Privacy – “the state of being free from intrusion or disturbance in one’s private life and affairs” – was awarded the honourable “2013 Word of the Year” by Dictionary.com. The impressive list of events invoking privacy last year including Snowden and NSA, Google Glass and innumerable data breaches, contribute to the increasingly blurred lines between public and private spheres and question the validity of the definition. Will the definition stand the test of time in our digital age? How will privacy change in 2014? We consider emerging issues that may well re-define the privacy landscape in the coming year.
Yes, this term also found its place on the front page of newspapers in 2013, yet do you really know what it means? Big Data refers to the storage and analysis of large and/or complex data sets using a series of analytical techniques and is defined by volume, velocity and variety. Big Data is not data that can be handled on an Excel spreadsheet; it is an array of multi-sector, highly variable, unstructured and sometimes real-time, pieces of information that challenge current data protection and access paradigms and practices. Netflix uses big data to personalize customer preferences and the Obama campaign applied big data to analyze voter’s preferences, their likelihood to vote and to provide individualized reminders.
The real value of Big Data lies in the fact that it can be harvested for the public good especially in the research sphere: IBM has teamed up with researchers in the US to predict outbreaks of dengue and malaria, Mount Sinai Hospital is teaming up with data scientists formerly with Facebook to use big data to predict when people will get sick, prevent hospitalization and lower healthcare costs.
Big Data comes with big responsibilities, especially on the data privacy and protection front. We predict that this year will see the extension of the use of Big Data with companies being required to adhere to additional legislative requirements.
Have you ever wondered why advertisements for engagement rings all of the sudden start popping up in the billboards displayed on your Facebook mini-feed? How did they read your mind? The term “Do Not Track” is often noted as the online version of last decade”s international push for “Do Not Call” lists. The focus has shifted from over dinner interruptions by telemarketers to advertising network and social media platforms that secretly gathering individual’s online behaviour and information when they browsing the web. California recently passed a “Do Not Track” law requiring websites that collect personal information:
We predict that others will follow in California’s footsteps in the coming year, though push-back from advertising agencies and social networking platforms will challenge further legislation.
Many organizations, including UBC, allow individuals to use their own mobile device for work purposes. BYOD expands the number of networks, applications and backdoors through which data can be disclosed, accessed and stored. Concern for both employees’ individual privacy rights along with the employer’s need to protect corporate data in accordance with institution policies and legislative frameworks is a growing dilemma. One item is clear: employees must give explicit and informed consent to an employer in order to access personal information on their device. The level of user monitoring, tracking and remote features that an employer can implement remains vague, as well as the technological division between personal data and corporate data. UBC will be releasing a BYOD policy in the coming months – keep your eyes – and devices – peeled for the announcement.

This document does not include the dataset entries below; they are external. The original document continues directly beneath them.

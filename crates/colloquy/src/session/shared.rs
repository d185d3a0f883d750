//! Shared session wrapper with single-owner attachment tracking.

use std::fmt;
use std::sync::{Arc, Mutex, MutexGuard};

use crate::orm::{FlushMode, OrmResult, OrmSession};
use crate::types::{SessionError, SessionResult};

/// A session handle that can outlive one unit of work.
///
/// The wrapper is shared between the lifecycle listener (for the duration
/// of one request) and a
/// [`ConversationHandle`](crate::workflow::ConversationHandle) (between
/// requests). The attached flag marks which side currently owns it:
/// exactly one unit of work may have it bound at a time, and a second
/// binding attempt fails with [`SessionError::AlreadyAttached`].
#[derive(Clone)]
pub struct SharedSession {
    inner: Arc<Mutex<Cell>>,
}

impl fmt::Debug for SharedSession {
    fn fmt(&self, f: &mut fmt::Formatter<'_>) -> fmt::Result {
        f.debug_struct("SharedSession")
            .field("attached", &self.is_attached())
            .finish_non_exhaustive()
    }
}

struct Cell {
    session: Box<dyn OrmSession>,
    attached: bool,
}

impl SharedSession {
    pub(crate) fn new(session: Box<dyn OrmSession>) -> Self {
        Self {
            inner: Arc::new(Mutex::new(Cell {
                session,
                attached: false,
            })),
        }
    }

    /// Run `f` against the underlying ORM session.
    pub fn with<R>(&self, f: impl FnOnce(&mut dyn OrmSession) -> R) -> R {
        let mut cell = self.lock();
        f(cell.session.as_mut())
    }

    /// True when both handles refer to the same session.
    pub fn same(&self, other: &SharedSession) -> bool {
        Arc::ptr_eq(&self.inner, &other.inner)
    }

    pub(crate) fn attach(&self) -> SessionResult<()> {
        let mut cell = self.lock();
        if cell.attached {
            return Err(SessionError::AlreadyAttached);
        }
        cell.attached = true;
        Ok(())
    }

    pub(crate) fn detach(&self) {
        self.lock().attached = false;
    }

    pub fn is_attached(&self) -> bool {
        self.lock().attached
    }

    pub fn begin(&self) -> OrmResult<()> {
        self.with(|s| s.begin())
    }

    pub fn commit(&self) -> OrmResult<()> {
        self.with(|s| s.commit())
    }

    pub fn rollback(&self) -> OrmResult<()> {
        self.with(|s| s.rollback())
    }

    /// Roll back the transaction if one is active.
    pub fn rollback_if_active(&self) -> OrmResult<()> {
        self.with(|s| {
            if s.transaction_active() {
                s.rollback()
            } else {
                Ok(())
            }
        })
    }

    pub fn close(&self) -> OrmResult<()> {
        self.with(|s| s.close())
    }

    pub fn flush(&self) -> OrmResult<()> {
        self.with(|s| s.flush())
    }

    pub fn is_open(&self) -> bool {
        self.with(|s| s.is_open())
    }

    pub fn transaction_active(&self) -> bool {
        self.with(|s| s.transaction_active())
    }

    pub fn is_dirty(&self) -> bool {
        self.with(|s| s.is_dirty())
    }

    pub fn set_flush_mode(&self, mode: FlushMode) {
        self.with(|s| s.set_flush_mode(mode));
    }

    fn lock(&self) -> MutexGuard<'_, Cell> {
        // a panicked unit of work must still be able to roll back and close
        self.inner.lock().unwrap_or_else(|e| e.into_inner())
    }
}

On the legislative horizon there is a growing consensus that national privacy legislation must match the digital era. Canada’s Privacy Act and British Columbia’s Freedom of Information and Protection of Privacy Act (FIPPA) both received assent during the era of the fax machine and the photocopier. Even a review of Canada’s Personal Information and Protection of Electronic Documents Act (PIPEDA) is long overdue and is not adequately effective against multinational corporate giants1. Given these murmurs, we wonder… will the call to modernize legislation come through? Will harder penalties be enforced for inappropriate access, use and disclosure of personal information? Will increased access to data for purposes within the public interest, including research on health and well-being, result from changes? Most importantly, will a balance between the privacy and the public good be struck with the potential amendments? Only time and technology will tell.